- _Task description_
Report all lines from the entries below in which "their" appears.

- _Data for the task_

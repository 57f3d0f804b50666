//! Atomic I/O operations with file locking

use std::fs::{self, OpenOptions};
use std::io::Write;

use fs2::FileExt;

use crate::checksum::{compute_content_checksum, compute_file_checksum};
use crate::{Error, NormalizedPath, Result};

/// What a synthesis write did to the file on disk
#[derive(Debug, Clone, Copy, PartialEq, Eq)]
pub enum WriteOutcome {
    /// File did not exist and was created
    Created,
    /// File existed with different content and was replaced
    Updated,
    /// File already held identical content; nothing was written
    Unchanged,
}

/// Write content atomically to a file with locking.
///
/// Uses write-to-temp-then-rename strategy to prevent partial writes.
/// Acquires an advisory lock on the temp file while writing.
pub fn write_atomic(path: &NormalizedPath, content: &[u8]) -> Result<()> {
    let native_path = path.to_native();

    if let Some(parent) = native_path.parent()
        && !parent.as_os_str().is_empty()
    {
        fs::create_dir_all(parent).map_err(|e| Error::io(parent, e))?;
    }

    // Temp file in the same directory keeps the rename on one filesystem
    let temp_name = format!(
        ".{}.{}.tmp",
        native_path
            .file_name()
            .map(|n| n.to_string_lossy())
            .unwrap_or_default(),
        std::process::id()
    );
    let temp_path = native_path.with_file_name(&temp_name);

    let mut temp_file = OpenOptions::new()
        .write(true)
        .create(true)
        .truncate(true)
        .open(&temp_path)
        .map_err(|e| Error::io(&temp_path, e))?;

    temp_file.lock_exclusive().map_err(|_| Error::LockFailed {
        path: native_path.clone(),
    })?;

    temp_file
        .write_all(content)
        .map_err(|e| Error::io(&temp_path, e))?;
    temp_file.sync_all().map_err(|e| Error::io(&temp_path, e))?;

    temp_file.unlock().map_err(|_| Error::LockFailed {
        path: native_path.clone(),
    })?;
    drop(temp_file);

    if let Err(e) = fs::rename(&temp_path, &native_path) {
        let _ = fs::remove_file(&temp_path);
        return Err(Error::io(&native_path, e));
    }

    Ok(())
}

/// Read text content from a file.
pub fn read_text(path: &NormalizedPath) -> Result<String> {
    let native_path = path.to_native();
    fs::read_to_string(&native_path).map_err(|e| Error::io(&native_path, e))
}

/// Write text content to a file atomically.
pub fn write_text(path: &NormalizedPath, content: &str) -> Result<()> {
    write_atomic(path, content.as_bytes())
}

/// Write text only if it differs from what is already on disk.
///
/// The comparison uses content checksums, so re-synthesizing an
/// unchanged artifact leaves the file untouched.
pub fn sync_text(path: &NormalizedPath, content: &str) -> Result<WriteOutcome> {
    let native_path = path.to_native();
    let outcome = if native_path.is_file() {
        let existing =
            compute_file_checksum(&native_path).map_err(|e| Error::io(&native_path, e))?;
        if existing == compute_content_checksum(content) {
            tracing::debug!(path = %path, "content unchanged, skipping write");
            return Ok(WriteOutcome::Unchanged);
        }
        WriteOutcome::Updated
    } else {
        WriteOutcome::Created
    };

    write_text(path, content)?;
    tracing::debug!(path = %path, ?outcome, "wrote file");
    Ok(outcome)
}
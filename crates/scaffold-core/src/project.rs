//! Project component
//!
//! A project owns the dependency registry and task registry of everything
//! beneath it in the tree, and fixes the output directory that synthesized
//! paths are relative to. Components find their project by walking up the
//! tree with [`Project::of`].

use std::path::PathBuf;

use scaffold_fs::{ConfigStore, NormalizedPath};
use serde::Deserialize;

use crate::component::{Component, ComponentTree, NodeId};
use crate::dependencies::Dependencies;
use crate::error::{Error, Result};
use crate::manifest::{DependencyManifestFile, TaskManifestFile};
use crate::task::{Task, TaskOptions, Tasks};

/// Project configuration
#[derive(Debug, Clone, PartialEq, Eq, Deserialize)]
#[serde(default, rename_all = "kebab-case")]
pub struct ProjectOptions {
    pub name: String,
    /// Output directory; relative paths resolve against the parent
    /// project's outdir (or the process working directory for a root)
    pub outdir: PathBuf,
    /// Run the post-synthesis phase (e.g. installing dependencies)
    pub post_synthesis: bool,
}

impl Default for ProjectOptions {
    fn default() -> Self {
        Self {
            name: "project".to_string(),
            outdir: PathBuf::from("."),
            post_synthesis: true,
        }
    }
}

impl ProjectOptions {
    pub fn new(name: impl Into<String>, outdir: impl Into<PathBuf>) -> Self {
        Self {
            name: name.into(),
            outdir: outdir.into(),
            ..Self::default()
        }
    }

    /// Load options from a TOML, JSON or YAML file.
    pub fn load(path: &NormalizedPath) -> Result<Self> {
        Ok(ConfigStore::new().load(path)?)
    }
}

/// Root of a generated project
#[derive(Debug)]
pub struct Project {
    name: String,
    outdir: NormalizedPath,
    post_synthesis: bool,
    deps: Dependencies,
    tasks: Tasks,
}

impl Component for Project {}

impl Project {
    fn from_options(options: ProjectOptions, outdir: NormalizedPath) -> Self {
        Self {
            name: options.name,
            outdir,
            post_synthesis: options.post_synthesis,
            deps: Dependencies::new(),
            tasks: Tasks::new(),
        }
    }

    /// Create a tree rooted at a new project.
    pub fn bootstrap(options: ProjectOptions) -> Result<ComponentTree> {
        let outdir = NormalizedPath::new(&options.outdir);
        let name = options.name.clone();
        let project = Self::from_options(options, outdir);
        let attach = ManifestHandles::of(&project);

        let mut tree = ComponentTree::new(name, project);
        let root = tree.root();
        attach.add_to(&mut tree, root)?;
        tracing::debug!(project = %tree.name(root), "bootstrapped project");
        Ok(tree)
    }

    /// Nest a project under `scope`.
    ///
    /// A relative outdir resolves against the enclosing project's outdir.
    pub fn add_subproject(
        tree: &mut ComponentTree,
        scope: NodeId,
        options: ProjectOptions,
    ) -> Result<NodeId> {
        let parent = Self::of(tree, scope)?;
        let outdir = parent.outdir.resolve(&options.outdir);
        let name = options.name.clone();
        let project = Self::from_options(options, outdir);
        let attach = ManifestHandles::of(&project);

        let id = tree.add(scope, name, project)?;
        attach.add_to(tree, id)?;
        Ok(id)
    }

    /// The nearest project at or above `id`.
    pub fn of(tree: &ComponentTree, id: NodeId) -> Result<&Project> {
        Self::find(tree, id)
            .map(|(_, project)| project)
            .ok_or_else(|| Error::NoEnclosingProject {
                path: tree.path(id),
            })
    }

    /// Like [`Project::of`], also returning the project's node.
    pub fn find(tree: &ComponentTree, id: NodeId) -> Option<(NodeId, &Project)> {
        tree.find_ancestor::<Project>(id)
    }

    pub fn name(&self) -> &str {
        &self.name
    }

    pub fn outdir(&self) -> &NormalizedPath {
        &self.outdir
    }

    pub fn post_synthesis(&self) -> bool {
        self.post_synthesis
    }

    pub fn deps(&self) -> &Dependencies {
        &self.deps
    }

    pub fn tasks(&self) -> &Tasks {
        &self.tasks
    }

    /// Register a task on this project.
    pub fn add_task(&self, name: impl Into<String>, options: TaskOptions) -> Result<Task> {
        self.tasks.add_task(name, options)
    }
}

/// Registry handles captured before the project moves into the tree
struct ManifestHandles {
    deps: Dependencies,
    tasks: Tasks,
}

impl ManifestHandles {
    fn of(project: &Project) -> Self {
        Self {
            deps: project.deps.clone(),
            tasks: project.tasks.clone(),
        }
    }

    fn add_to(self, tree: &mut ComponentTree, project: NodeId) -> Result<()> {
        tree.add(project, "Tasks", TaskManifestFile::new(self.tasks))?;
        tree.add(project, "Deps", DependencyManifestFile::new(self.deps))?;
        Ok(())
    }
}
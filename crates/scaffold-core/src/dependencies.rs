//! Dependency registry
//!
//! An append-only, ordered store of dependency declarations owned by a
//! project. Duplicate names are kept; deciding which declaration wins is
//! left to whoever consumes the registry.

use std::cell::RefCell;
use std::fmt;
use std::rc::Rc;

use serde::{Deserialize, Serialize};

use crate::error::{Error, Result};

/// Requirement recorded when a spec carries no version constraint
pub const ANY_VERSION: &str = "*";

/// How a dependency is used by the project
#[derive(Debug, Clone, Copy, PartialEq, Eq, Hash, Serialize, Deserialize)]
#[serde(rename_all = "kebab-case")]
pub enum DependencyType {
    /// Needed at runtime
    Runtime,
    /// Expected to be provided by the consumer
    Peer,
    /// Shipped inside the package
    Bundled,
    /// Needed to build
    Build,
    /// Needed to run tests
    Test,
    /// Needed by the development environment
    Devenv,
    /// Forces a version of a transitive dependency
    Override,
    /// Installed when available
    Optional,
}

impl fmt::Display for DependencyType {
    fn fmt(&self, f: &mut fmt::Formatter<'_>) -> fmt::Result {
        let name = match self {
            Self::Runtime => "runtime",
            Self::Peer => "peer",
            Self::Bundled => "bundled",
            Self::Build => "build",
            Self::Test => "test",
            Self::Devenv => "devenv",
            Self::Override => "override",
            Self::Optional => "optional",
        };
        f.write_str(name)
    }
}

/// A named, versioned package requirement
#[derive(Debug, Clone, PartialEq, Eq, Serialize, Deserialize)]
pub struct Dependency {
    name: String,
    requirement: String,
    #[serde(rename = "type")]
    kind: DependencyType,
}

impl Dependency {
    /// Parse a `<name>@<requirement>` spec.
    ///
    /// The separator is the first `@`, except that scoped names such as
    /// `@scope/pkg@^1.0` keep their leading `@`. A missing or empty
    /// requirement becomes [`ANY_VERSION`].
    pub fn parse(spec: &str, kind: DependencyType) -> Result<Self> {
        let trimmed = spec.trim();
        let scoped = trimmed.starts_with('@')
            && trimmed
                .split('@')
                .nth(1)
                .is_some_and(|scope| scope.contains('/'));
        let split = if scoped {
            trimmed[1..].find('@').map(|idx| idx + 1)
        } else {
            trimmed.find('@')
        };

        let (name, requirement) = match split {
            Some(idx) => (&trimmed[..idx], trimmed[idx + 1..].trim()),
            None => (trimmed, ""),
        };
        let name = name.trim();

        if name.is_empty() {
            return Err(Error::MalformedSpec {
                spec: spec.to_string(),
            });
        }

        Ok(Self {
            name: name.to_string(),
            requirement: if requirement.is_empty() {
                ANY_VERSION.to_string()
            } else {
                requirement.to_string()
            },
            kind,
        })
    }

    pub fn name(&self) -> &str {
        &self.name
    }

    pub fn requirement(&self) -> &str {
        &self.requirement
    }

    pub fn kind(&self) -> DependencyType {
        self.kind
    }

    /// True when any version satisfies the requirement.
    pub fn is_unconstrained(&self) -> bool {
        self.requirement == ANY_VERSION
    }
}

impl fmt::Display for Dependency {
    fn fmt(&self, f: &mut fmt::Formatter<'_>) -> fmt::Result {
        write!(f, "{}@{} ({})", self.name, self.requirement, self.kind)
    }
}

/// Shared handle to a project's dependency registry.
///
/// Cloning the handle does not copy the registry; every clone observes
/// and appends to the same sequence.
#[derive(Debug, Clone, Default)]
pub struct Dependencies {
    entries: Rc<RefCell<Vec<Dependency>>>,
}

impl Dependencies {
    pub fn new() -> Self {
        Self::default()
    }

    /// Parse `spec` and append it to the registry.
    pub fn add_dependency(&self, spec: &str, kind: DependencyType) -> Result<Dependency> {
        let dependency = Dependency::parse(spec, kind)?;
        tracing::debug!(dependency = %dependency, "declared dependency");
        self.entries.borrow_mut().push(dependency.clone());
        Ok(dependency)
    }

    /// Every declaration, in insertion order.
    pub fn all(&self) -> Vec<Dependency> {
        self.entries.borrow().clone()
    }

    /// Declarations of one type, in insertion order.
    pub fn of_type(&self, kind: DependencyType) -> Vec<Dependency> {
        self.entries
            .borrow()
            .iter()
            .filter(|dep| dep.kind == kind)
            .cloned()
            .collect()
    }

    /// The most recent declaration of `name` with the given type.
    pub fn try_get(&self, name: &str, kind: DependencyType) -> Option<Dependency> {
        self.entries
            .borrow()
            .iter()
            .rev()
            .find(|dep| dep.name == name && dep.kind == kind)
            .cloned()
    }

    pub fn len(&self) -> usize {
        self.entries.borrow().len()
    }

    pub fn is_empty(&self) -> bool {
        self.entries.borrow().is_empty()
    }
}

- _Reply_
//! paths are relative to. Components find their project by walking up the
    /// `@scope/pkg@^1.0` keep their leading `@`. A missing or empty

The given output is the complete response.